Just recently, news came out about a homeowner in Washington who spoke with her lender about deferring her monthly payments after losing her job. Although she was allowed to suspend her monthly payments, she was terrified after the documents state that she could be forced to pay everything all at once including interest. “I’m pretty much terrified as to what would happen at the end of 90 days or 180 days if suddenly the bank wants thousands of dollars in a balloon payment”, the 60-year-old rural of Enumclaw resident said.
“I’m pretty much terrified as to what would happen at the end of 90 days or 180 days if suddenly the bank wants thousands of dollars in a balloon payment”.
You need to pay all missed payments at the end of the forbearance
In simple terms, a balloon payment means you need to pay all of your missed payments at the end of the forbearance period to make your payments updated. If your lender allows you to suspend making payments for 6 months, you need to repay all of your missed payments in a lump sum in the seventh month to become current with your payments. If you lose your job or if your working hours are significantly reduced, a balloon payment could be overwhelming because there’s a large (balloon) payment waiting for you at the end of the forbearance period. In some situations, the interests on your missed payments may continue to accumulate until you repay it all.
FHFA says balloon payment in forbearance is one of the options
The Federal Housing Finance Agency (FHFA) clarified in a statement that the lump sum payment at the end of a forbearance period is not a requirement. The FHFA stated that some servicers have told borrowers that they need to repay everything back at the end of the forbearance. This is because when the Coronavirus Aid, Relief, and Economic Security Act (CARES Act) became a law in March, it didn’t detail what would happen at the end of the forbearance period. Government-sponsored enterprises (GSEs) Fannie Mae and Freddie Mac both confirmed FHFA’s clarification about the option of a balloon payment.

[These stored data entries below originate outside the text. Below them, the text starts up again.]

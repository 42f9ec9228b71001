//! # Procedural Geometry Generation
//!
//! Static vertex/index data for the two primitives the pipeline draws:
//! the UV sphere (base and fur shells) and — implicitly — the full-screen
//! quad, which is emitted by the lighting vertex shader and needs no buffers.

pub mod primitives;

pub use primitives::generate_sphere;

/// Raw geometry data produced by the primitive generators
#[derive(Debug, Clone, Default)]
pub struct GeometryData {
    /// Vertex positions (x, y, z)
    pub vertices: Vec<[f32; 3]>,
    /// Normal vectors (x, y, z)
    pub normals: Vec<[f32; 3]>,
    /// Texture coordinates (u, v)
    pub tex_coords: Vec<[f32; 2]>,
    /// Triangle indices (counter-clockwise winding)
    pub indices: Vec<u32>,
}

impl GeometryData {
    pub fn new() -> Self {
        Self::default()
    }

    pub fn vertex_count(&self) -> usize {
        self.vertices.len()
    }

    pub fn triangle_count(&self) -> usize {
        self.indices.len() / 3
    }
}
//! GPU-compatible vertex format for the sphere mesh.

/// A 3D vertex with position, normal, and texture coordinates.
///
/// `#[repr(C)]` guarantees the layout the vertex buffer declares below.
#[repr(C)]
#[derive(Copy, Clone, Debug, bytemuck::Pod, bytemuck::Zeroable)]
pub struct Vertex3D {
    pub position: [f32; 3],
    pub normal: [f32; 3],
    pub uv: [f32; 2],
}

impl Vertex3D {
    /// Vertex buffer layout: position at location 0, normal at 1, uv at 2
    pub fn desc() -> wgpu::VertexBufferLayout<'static> {
        use std::mem;
        wgpu::VertexBufferLayout {
            array_stride: mem::size_of::<Vertex3D>() as wgpu::BufferAddress,
            step_mode: wgpu::VertexStepMode::Vertex,
            attributes: &[
                wgpu::VertexAttribute {
                    offset: 0,
                    shader_location: 0,
                    format: wgpu::VertexFormat::Float32x3,
                },
                wgpu::VertexAttribute {
                    offset: mem::size_of::<[f32; 3]>() as wgpu::BufferAddress,
                    shader_location: 1,
                    format: wgpu::VertexFormat::Float32x3,
                },
                wgpu::VertexAttribute {
                    offset: mem::size_of::<[f32; 6]>() as wgpu::BufferAddress,
                    shader_location: 2,
                    format: wgpu::VertexFormat::Float32x2,
                },
            ],
        }
    }
}
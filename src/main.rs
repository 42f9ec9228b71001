use log::error;

fn main() {
    env_logger::init();

    let app = furshell::FurshellApp::new();
    if let Err(err) = app.run() {
        error!("startup failed: {err}");
        std::process::exit(-1);
    }
}
//! Static GPU meshes uploaded once at startup.

use wgpu::util::DeviceExt;

use crate::gfx::geometry::GeometryData;

use super::vertex::Vertex3D;

/// Vertex and index buffers for a static primitive
pub struct GpuMesh {
    vertex_buffer: wgpu::Buffer,
    index_buffer: wgpu::Buffer,
    index_count: u32,
}

impl GpuMesh {
    pub fn from_geometry(device: &wgpu::Device, geometry: &GeometryData, label: &str) -> Self {
        let vertices: Vec<Vertex3D> = (0..geometry.vertices.len())
            .map(|i| Vertex3D {
                position: geometry.vertices[i],
                normal: geometry.normals.get(i).copied().unwrap_or([0.0, 1.0, 0.0]),
                uv: geometry.tex_coords.get(i).copied().unwrap_or([0.0, 0.0]),
            })
            .collect();

        let vertex_buffer = device.create_buffer_init(&wgpu::util::BufferInitDescriptor {
            label: Some(&format!("{} Vertex Buffer", label)),
            contents: bytemuck::cast_slice(&vertices),
            usage: wgpu::BufferUsages::VERTEX,
        });

        let index_buffer = device.create_buffer_init(&wgpu::util::BufferInitDescriptor {
            label: Some(&format!("{} Index Buffer", label)),
            contents: bytemuck::cast_slice(&geometry.indices),
            usage: wgpu::BufferUsages::INDEX,
        });

        Self {
            vertex_buffer,
            index_buffer,
            index_count: geometry.indices.len() as u32,
        }
    }

    pub fn draw(&self, render_pass: &mut wgpu::RenderPass<'_>) {
        render_pass.set_vertex_buffer(0, self.vertex_buffer.slice(..));
        render_pass.set_index_buffer(self.index_buffer.slice(..), wgpu::IndexFormat::Uint32);
        render_pass.draw_indexed(0..self.index_count, 0, 0..1);
    }
}
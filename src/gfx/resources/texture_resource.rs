//! Texture resource management for wgpu
//!
//! Creates and bundles the textures the pipeline needs: offscreen color and
//! depth attachments for the render targets, and sampled images loaded from
//! disk (with procedural fallbacks when an asset is missing).

use std::path::Path;

use log::warn;

/// GPU texture resource containing texture, view, and sampler
pub struct TextureResource {
    pub texture: wgpu::Texture,
    pub view: wgpu::TextureView,
    pub sampler: wgpu::Sampler,
}

impl TextureResource {
    /// Standard depth buffer format used throughout the renderer
    pub const DEPTH_FORMAT: wgpu::TextureFormat = wgpu::TextureFormat::Depth32Float;

    /// Creates an offscreen color attachment that can also be sampled.
    ///
    /// Nearest filtering: the deferred buffers hold positions and normals,
    /// which must never be interpolated between texels.
    pub fn create_color_target(
        device: &wgpu::Device,
        width: u32,
        height: u32,
        format: wgpu::TextureFormat,
        label: &str,
    ) -> Self {
        let texture = device.create_texture(&wgpu::TextureDescriptor {
            label: Some(label),
            size: wgpu::Extent3d {
                width,
                height,
                depth_or_array_layers: 1,
            },
            mip_level_count: 1,
            sample_count: 1,
            dimension: wgpu::TextureDimension::D2,
            format,
            usage: wgpu::TextureUsages::RENDER_ATTACHMENT | wgpu::TextureUsages::TEXTURE_BINDING,
            view_formats: &[],
        });

        let view = texture.create_view(&wgpu::TextureViewDescriptor::default());

        let sampler = device.create_sampler(&wgpu::SamplerDescriptor {
            label: Some(&format!("{} Sampler", label)),
            address_mode_u: wgpu::AddressMode::ClampToEdge,
            address_mode_v: wgpu::AddressMode::ClampToEdge,
            address_mode_w: wgpu::AddressMode::ClampToEdge,
            mag_filter: wgpu::FilterMode::Nearest,
            min_filter: wgpu::FilterMode::Nearest,
            mipmap_filter: wgpu::FilterMode::Nearest,
            ..Default::default()
        });

        Self {
            texture,
            view,
            sampler,
        }
    }

    /// Creates a depth attachment for an offscreen render target
    pub fn create_depth_target(device: &wgpu::Device, width: u32, height: u32, label: &str) -> Self {
        let texture = device.create_texture(&wgpu::TextureDescriptor {
            label: Some(label),
            size: wgpu::Extent3d {
                width,
                height,
                depth_or_array_layers: 1,
            },
            mip_level_count: 1,
            sample_count: 1,
            dimension: wgpu::TextureDimension::D2,
            format: Self::DEPTH_FORMAT,
            usage: wgpu::TextureUsages::RENDER_ATTACHMENT,
            view_formats: &[],
        });

        let view = texture.create_view(&wgpu::TextureViewDescriptor::default());

        let sampler = device.create_sampler(&wgpu::SamplerDescriptor {
            label: Some(&format!("{} Sampler", label)),
            address_mode_u: wgpu::AddressMode::ClampToEdge,
            address_mode_v: wgpu::AddressMode::ClampToEdge,
            address_mode_w: wgpu::AddressMode::ClampToEdge,
            mag_filter: wgpu::FilterMode::Nearest,
            min_filter: wgpu::FilterMode::Nearest,
            mipmap_filter: wgpu::FilterMode::Nearest,
            ..Default::default()
        });

        Self {
            texture,
            view,
            sampler,
        }
    }

    /// Creates a sampled 2D texture from raw RGBA8 data (4 bytes per pixel)
    pub fn create_from_rgba_data(
        device: &wgpu::Device,
        queue: &wgpu::Queue,
        data: &[u8],
        width: u32,
        height: u32,
        label: &str,
    ) -> Self {
        let size = wgpu::Extent3d {
            width,
            height,
            depth_or_array_layers: 1,
        };

        let texture = device.create_texture(&wgpu::TextureDescriptor {
            label: Some(label),
            size,
            mip_level_count: 1,
            sample_count: 1,
            dimension: wgpu::TextureDimension::D2,
            format: wgpu::TextureFormat::Rgba8UnormSrgb,
            usage: wgpu::TextureUsages::TEXTURE_BINDING | wgpu::TextureUsages::COPY_DST,
            view_formats: &[],
        });

        queue.write_texture(
            wgpu::TexelCopyTextureInfo {
                texture: &texture,
                mip_level: 0,
                origin: wgpu::Origin3d::ZERO,
                aspect: wgpu::TextureAspect::All,
            },
            data,
            wgpu::TexelCopyBufferLayout {
                offset: 0,
                bytes_per_row: Some(4 * width),
                rows_per_image: Some(height),
            },
            size,
        );

        let view = texture.create_view(&wgpu::TextureViewDescriptor::default());

        let sampler = device.create_sampler(&wgpu::SamplerDescriptor {
            label: Some(&format!("{} Sampler", label)),
            address_mode_u: wgpu::AddressMode::Repeat,
            address_mode_v: wgpu::AddressMode::Repeat,
            address_mode_w: wgpu::AddressMode::Repeat,
            mag_filter: wgpu::FilterMode::Linear,
            min_filter: wgpu::FilterMode::Linear,
            mipmap_filter: wgpu::FilterMode::Nearest,
            ..Default::default()
        });

        Self {
            texture,
            view,
            sampler,
        }
    }

    /// Loads a sampleable image from disk, falling back to the provided
    /// procedural pixels when the file is missing or undecodable.
    ///
    /// Asset failures never abort the run; the fallback keeps the pipeline
    /// rendering something visibly placeholder-ish instead.
    pub fn load_from_file_or(
        device: &wgpu::Device,
        queue: &wgpu::Queue,
        path: &str,
        fallback: (Vec<u8>, u32, u32),
        label: &str,
    ) -> Self {
        match image::open(Path::new(path)) {
            Ok(img) => {
                let rgba = img.to_rgba8();
                let (width, height) = rgba.dimensions();
                Self::create_from_rgba_data(device, queue, &rgba, width, height, label)
            }
            Err(err) => {
                warn!("texture '{path}' failed to load ({err}); using procedural fallback");
                let (pixels, width, height) = fallback;
                Self::create_from_rgba_data(device, queue, &pixels, width, height, label)
            }
        }
    }
}

/// Solid-color RGBA pixels, used as the diffuse fallback
pub fn solid_color_pixels(rgba: [u8; 4], width: u32, height: u32) -> (Vec<u8>, u32, u32) {
    let mut pixels = Vec::with_capacity((width * height * 4) as usize);
    for _ in 0..width * height {
        pixels.extend_from_slice(&rgba);
    }
    (pixels, width, height)
}

/// Deterministic grayscale noise used as the fur-pattern fallback.
///
/// A hash of the texel coordinate drives the value, so the pattern is
/// identical across runs without pulling in a random number generator.
pub fn noise_pattern_pixels(size: u32) -> (Vec<u8>, u32, u32) {
    let mut pixels = Vec::with_capacity((size * size * 4) as usize);
    for y in 0..size {
        for x in 0..size {
            let mut h = x.wrapping_mul(374_761_393).wrapping_add(y.wrapping_mul(668_265_263));
            h = (h ^ (h >> 13)).wrapping_mul(1_274_126_177);
            h ^= h >> 16;
            let value = (h & 0xff) as u8;
            pixels.extend_from_slice(&[value, value, value, 255]);
        }
    }
    (pixels, size, size)
}

#[cfg(test)]
mod tests {
    use super::*;

    #[test]
    fn solid_color_fills_every_pixel() {
        let (pixels, w, h) = solid_color_pixels([10, 20, 30, 255], 4, 2);
        assert_eq!(pixels.len(), (w * h * 4) as usize);
        assert_eq!(&pixels[0..4], &[10, 20, 30, 255]);
        assert_eq!(&pixels[pixels.len() - 4..], &[10, 20, 30, 255]);
    }

    #[test]
    fn noise_pattern_is_deterministic() {
        let (a, _, _) = noise_pattern_pixels(32);
        let (b, _, _) = noise_pattern_pixels(32);
        assert_eq!(a, b);

        // Not a constant image.
        let first = a[0];
        assert!(a.chunks(4).any(|px| px[0] != first));
    }
}
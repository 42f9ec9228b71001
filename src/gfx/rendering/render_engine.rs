//! WGPU-based rendering engine for the fur-shell renderer
//!
//! Owns the surface, device, offscreen targets, pipelines, and per-pass
//! uniform buffers, and executes a [`FramePlan`] each frame.

use std::sync::Arc;
use wgpu::TextureFormat;

use log::error;

use crate::error::RenderError;
use crate::gfx::geometry::generate_sphere;
use crate::gfx::resources::pass_uniforms::PassUbo;
use crate::gfx::resources::texture_resource::{
    noise_pattern_pixels, solid_color_pixels, TextureResource,
};

use super::frame_plan::{FramePlan, PassPrimitive, PassTarget};
use super::mesh::GpuMesh;
use super::pipeline_manager::{PipelineConfig, PipelineManager};
use super::render_targets::{BasePassTarget, GBuffer, ATTACHMENT_FORMAT_COLOR, ATTACHMENT_FORMAT_FLOAT};

const SPHERE_SEGMENTS: u32 = 64;

const DIFFUSE_TEXTURE_PATH: &str = "assets/fur_diffuse.png";
const NOISE_TEXTURE_PATH: &str = "assets/fur_noise.png";

/// Core rendering engine managing GPU resources and draw calls
pub struct RenderEngine {
    surface: wgpu::Surface<'static>,
    device: Arc<wgpu::Device>,
    queue: Arc<wgpu::Queue>,
    config: wgpu::SurfaceConfiguration,
    format: TextureFormat,
    pub pipeline_manager: PipelineManager,

    base_target: BasePassTarget,
    gbuffer: GBuffer,

    base_ubo: PassUbo,
    geometry_ubo: PassUbo,
    lighting_ubo: PassUbo,
    base_uniform_bind_group: wgpu::BindGroup,
    geometry_uniform_bind_group: wgpu::BindGroup,
    lighting_uniform_bind_group: wgpu::BindGroup,

    geometry_texture_bind_group: wgpu::BindGroup,
    lighting_texture_bind_group: wgpu::BindGroup,

    sphere: GpuMesh,
}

The CARES Act expects to benefit millions of borrowers whose loans are owned by the GSEs, and those that were secured by FHA, VA, and USDA. Struggling borrowers, including those whose loans are not owned by the government, are advised to immediately call their servicers and ask what other relief options are available for them, aside from making a balloon payment.
Ask your servicer for other relief options and negotiate
If you asked for a loan forbearance to suspend your payments and you think it’s impossible to pay a lump sum at the end of the forbearance period, let your servicer know about it. Your servicer could offer you other repayment options. Spreading the total amount of your missed payments across your succeeding payments and extending your loan term to repay all of your missed payments are just some of the repayment options you may want to ask.
A month before your forbearance period ends, your servicer must call you and re-evaluate your situation. At this point, you may want to negotiate if you think your financial hardships will continue. Some borrowers find it ideal to seek help from a certified housing counselor to better understand their options when speaking with their servicer.
If you believe your servicer is not cooperating or giving you other repayment options, consider filing a complaint with the Consumer Financial Protection Bureau (CFPB). Since April, the Bureau has received more than 42,000 complaints, about 60 percent of which were about the complainant’s incapability to repay at the end of the forbearance period. According to CFPB Director Kathleen L. Kraninger, “There’s a crystal clear line on the lump-sum payment issue. They’re not going to have to pay it if they can’t pay it”.
In a loan forbearance where you ask to defer your monthly payments, a balloon payment is a large payment that you may need to make when the forbearance period ends. It’s just one of the several repayment options available if you cannot pay the large amount at the end of the forbearance period. You need to discuss your financial hardships to your servicer if you believe paying a lump sum at the end of the forbearance period is impossible. When asking for a forbearance, keep in mind that it doesn’t erase the monthly payments you missed. You have to repay all of those missed payments, depending on the repayment option you and your servicer have agreed to.